▶ _Exercise goal_
If a line of the data below contains the string "requirements", copy it into your answer.

▶ _Records for this exercise_
>>>>>

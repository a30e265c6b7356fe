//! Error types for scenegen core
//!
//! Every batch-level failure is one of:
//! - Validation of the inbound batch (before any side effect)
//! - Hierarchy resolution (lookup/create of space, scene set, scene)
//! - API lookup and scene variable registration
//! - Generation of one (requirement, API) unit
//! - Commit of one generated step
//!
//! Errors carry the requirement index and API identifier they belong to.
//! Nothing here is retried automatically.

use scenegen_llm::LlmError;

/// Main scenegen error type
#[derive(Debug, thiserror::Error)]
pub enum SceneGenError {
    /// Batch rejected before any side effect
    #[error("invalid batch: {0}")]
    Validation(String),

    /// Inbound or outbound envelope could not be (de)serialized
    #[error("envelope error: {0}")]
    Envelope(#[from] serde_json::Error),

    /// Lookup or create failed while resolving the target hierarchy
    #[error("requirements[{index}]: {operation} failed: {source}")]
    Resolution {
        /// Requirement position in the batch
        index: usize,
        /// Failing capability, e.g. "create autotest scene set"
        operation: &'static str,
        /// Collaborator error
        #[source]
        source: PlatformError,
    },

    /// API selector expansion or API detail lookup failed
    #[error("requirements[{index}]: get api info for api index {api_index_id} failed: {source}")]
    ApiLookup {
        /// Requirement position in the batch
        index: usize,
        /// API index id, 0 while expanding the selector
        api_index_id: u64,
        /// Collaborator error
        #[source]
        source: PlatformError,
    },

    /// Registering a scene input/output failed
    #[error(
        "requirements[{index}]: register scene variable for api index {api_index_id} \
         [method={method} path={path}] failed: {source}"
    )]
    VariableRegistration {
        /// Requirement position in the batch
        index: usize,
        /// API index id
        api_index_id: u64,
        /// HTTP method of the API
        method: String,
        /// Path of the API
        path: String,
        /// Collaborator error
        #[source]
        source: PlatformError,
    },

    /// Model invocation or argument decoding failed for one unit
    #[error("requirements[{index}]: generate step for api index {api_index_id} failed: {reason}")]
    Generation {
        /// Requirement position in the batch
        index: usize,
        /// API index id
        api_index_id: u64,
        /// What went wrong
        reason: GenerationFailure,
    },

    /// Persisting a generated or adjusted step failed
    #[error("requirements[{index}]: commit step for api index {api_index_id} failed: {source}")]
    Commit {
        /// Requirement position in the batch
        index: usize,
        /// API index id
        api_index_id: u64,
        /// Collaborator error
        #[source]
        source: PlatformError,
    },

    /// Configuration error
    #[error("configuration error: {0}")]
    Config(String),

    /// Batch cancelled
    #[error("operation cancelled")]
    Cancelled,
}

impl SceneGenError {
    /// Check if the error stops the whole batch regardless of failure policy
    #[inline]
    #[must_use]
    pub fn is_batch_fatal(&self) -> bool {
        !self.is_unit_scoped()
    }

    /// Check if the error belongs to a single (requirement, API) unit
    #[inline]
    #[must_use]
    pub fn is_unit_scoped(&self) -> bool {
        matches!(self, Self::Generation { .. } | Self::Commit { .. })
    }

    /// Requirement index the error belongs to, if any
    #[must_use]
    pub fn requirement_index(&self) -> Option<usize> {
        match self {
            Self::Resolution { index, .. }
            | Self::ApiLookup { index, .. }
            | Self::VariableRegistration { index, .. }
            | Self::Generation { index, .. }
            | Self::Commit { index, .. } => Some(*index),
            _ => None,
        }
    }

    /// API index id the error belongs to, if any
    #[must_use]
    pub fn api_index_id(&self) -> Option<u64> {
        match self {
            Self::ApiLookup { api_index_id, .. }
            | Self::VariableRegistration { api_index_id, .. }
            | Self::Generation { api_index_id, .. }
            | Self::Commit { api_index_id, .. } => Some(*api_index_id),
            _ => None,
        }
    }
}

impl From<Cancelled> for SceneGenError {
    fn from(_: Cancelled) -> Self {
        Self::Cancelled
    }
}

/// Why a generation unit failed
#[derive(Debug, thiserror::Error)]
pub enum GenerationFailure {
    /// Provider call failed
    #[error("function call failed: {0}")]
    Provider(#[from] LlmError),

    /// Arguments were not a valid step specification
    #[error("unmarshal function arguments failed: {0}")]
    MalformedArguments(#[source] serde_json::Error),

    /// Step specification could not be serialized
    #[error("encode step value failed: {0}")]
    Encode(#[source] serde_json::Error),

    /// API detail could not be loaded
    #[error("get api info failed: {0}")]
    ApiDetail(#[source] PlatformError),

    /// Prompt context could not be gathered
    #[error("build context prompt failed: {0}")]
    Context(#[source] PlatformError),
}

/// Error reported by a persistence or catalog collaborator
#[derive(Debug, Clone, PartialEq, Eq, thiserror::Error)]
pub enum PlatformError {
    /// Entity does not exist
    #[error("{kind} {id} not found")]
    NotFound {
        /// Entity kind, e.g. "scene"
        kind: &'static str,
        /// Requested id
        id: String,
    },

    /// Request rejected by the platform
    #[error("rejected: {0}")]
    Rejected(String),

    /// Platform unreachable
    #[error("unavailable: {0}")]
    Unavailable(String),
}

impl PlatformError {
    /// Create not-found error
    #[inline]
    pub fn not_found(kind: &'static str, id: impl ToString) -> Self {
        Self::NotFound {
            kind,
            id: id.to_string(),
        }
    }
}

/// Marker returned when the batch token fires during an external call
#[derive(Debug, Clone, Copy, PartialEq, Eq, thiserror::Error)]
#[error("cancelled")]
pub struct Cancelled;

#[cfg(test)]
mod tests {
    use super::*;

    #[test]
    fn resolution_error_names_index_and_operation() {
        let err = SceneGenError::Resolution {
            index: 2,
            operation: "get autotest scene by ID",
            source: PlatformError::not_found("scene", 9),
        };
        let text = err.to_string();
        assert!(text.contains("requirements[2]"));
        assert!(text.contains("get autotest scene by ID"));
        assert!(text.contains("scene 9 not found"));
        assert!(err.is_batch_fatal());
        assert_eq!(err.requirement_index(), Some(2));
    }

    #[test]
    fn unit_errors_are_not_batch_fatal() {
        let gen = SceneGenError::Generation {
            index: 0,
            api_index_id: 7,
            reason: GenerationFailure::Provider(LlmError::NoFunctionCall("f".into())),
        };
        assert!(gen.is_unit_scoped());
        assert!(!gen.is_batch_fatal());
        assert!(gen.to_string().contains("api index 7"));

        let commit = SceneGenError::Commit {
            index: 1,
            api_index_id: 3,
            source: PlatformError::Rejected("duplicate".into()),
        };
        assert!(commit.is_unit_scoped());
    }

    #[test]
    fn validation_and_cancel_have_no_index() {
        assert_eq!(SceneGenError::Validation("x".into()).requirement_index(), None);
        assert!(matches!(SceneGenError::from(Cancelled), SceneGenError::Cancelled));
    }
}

<<<<<

▶ _Result below_
    #[error("requirements[{index}]: {operation} failed: {source}")]
    #[error("requirements[{index}]: get api info for api index {api_index_id} failed: {source}")]
        "requirements[{index}]: register scene variable for api index {api_index_id} \
    #[error("requirements[{index}]: generate step for api index {api_index_id} failed: {reason}")]
    #[error("requirements[{index}]: commit step for api index {api_index_id} failed: {source}")]
        assert!(text.contains("requirements[2]"));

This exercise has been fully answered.